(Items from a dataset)
'''

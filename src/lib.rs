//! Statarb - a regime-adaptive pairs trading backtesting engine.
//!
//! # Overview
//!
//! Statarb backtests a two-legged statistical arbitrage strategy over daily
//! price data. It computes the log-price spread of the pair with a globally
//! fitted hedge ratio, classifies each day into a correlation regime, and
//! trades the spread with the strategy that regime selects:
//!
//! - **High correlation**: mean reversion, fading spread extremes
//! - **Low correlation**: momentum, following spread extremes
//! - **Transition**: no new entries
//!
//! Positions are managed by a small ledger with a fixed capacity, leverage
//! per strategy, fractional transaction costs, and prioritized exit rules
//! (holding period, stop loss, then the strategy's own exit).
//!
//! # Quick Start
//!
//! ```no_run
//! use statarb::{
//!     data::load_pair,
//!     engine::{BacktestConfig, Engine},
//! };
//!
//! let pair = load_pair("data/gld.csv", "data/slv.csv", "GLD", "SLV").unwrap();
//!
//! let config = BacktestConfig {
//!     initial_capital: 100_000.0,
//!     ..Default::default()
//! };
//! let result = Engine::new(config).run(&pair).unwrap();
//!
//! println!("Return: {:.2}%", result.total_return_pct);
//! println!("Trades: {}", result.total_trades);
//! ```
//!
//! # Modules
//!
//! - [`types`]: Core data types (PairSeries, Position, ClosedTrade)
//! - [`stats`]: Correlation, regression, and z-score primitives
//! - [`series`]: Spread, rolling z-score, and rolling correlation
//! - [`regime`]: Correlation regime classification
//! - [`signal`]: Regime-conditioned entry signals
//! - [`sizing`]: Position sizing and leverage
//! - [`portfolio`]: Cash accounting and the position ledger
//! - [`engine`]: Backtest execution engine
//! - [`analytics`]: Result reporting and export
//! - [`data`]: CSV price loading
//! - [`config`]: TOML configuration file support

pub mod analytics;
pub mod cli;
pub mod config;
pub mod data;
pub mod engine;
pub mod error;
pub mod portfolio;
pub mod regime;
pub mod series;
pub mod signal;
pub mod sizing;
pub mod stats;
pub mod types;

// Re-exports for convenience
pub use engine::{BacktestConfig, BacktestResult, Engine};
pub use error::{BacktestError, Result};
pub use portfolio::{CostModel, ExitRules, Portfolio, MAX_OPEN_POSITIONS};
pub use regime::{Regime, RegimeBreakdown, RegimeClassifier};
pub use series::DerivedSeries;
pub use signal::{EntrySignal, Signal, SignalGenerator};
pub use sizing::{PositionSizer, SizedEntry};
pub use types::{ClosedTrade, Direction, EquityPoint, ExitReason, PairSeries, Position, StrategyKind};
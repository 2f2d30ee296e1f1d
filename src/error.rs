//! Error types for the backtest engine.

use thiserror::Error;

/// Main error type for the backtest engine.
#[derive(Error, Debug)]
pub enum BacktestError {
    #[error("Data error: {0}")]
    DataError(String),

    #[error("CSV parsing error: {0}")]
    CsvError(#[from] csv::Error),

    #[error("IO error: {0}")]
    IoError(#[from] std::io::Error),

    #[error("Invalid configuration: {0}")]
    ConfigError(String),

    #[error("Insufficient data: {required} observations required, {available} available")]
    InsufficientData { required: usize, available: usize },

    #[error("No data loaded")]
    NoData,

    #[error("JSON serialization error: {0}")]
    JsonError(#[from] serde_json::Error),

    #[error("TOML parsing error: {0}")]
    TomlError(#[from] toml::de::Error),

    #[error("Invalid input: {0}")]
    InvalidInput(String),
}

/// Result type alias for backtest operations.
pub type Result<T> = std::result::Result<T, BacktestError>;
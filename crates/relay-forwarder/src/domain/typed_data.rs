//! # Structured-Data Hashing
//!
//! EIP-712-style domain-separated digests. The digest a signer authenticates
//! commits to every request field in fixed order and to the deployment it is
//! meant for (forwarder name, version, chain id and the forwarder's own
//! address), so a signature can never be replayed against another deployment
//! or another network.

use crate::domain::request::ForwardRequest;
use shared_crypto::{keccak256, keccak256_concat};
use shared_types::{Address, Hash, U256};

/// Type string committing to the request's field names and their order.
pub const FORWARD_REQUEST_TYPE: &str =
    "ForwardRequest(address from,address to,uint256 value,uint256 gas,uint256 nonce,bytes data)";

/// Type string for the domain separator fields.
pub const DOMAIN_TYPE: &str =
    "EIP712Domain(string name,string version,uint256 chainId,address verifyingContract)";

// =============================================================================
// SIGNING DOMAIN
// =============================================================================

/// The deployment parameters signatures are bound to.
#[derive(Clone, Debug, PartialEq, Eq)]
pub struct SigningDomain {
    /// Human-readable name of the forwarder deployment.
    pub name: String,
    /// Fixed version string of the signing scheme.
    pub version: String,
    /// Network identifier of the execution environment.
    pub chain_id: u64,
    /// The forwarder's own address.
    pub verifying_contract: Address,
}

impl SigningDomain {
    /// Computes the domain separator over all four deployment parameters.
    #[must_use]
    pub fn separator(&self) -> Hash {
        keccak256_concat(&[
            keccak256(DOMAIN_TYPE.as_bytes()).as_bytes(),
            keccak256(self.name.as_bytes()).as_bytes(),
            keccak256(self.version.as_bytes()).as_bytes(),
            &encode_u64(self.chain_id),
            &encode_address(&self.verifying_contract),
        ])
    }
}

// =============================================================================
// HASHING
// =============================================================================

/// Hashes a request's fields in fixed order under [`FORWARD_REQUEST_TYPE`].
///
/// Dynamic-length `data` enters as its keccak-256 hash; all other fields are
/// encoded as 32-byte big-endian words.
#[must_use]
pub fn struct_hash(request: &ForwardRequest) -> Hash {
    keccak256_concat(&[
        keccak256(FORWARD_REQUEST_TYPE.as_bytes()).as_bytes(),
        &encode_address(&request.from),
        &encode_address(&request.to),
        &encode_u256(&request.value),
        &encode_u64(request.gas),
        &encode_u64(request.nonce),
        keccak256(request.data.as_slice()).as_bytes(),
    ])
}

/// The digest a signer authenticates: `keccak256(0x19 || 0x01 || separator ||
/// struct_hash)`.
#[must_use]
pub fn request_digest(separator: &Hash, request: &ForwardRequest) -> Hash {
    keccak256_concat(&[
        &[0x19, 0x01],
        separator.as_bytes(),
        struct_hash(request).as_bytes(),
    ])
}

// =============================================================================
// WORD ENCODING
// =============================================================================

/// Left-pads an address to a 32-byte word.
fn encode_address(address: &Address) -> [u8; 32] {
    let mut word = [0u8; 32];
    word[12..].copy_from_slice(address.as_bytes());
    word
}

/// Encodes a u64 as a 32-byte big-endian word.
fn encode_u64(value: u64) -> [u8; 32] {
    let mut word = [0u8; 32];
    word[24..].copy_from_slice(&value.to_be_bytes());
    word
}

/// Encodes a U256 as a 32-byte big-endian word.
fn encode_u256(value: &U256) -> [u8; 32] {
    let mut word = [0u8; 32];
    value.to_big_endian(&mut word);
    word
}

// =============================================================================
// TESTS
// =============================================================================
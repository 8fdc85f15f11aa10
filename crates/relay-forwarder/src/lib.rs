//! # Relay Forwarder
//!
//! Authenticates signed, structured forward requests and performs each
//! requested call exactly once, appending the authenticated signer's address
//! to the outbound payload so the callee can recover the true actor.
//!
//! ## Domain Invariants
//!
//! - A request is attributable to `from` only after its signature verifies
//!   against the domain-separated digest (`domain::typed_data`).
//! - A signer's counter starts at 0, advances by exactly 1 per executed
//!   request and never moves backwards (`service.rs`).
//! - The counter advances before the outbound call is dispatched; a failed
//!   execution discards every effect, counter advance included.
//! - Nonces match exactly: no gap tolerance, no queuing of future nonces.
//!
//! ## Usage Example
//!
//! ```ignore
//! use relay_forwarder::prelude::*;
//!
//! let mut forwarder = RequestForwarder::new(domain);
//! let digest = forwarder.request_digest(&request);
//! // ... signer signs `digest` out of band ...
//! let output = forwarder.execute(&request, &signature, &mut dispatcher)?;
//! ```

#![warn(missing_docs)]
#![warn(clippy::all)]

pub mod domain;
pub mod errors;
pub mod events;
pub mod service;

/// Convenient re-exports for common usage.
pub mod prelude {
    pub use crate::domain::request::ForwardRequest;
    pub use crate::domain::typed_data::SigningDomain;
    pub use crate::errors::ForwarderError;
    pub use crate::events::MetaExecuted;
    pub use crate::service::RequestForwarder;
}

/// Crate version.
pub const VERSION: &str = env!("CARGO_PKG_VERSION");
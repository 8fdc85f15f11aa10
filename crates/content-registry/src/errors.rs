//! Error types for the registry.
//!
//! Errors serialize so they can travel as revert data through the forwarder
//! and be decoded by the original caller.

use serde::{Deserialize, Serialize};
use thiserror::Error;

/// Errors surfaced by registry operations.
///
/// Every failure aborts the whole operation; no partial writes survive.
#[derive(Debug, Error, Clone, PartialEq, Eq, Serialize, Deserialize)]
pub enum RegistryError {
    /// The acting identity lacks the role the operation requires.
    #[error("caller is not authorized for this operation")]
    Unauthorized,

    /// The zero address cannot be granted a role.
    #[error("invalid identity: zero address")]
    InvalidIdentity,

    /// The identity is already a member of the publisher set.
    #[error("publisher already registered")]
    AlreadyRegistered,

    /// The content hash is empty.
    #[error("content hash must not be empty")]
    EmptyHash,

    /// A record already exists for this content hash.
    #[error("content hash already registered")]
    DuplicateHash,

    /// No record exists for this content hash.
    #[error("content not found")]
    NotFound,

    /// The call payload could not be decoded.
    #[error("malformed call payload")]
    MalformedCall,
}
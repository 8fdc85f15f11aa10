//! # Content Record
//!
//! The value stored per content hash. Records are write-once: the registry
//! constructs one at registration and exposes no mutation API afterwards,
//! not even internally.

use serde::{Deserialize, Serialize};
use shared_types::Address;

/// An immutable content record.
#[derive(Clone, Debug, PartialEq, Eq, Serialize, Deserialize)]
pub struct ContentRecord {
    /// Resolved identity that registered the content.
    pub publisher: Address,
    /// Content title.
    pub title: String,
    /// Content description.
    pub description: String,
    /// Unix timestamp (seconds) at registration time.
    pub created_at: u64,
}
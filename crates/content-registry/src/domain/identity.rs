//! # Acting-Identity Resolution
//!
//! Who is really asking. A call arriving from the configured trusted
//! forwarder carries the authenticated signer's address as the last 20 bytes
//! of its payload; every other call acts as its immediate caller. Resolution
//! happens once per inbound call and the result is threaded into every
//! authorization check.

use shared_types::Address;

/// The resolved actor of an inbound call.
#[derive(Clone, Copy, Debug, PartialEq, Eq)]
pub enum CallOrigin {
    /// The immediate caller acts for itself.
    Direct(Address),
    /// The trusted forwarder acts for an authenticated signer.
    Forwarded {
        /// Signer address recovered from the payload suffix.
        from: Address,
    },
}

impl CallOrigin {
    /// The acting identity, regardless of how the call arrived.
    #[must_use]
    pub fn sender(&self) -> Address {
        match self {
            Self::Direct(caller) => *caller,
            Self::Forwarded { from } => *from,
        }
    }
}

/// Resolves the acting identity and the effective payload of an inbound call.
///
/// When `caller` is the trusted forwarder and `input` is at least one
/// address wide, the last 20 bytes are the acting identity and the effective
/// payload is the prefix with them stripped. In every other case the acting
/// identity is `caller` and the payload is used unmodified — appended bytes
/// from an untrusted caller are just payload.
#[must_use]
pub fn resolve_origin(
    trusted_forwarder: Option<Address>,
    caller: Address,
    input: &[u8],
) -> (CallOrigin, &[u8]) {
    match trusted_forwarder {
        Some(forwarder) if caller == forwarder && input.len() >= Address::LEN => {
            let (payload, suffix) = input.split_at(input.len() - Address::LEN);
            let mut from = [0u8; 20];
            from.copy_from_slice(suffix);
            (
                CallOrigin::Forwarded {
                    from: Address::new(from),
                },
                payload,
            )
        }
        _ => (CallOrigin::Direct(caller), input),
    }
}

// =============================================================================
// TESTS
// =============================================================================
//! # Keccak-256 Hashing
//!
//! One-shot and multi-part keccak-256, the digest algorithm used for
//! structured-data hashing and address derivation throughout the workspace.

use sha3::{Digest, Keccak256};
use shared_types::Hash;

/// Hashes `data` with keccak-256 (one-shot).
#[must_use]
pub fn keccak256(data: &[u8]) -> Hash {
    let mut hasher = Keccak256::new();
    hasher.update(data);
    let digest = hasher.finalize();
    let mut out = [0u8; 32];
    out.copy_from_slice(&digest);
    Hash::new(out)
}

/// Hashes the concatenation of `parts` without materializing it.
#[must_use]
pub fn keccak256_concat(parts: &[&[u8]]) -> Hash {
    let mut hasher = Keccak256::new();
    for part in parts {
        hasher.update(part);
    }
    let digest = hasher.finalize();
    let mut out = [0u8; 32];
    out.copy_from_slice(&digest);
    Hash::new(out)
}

'''

TASK -
Where a line of the entries above holds the word "authenticated", return that line.

SOLUTION FOR THIS TASK -
//! requested call exactly once, appending the authenticated signer's address
//! forwarder carries the authenticated signer's address as the last 20 bytes
    /// The trusted forwarder acts for an authenticated signer.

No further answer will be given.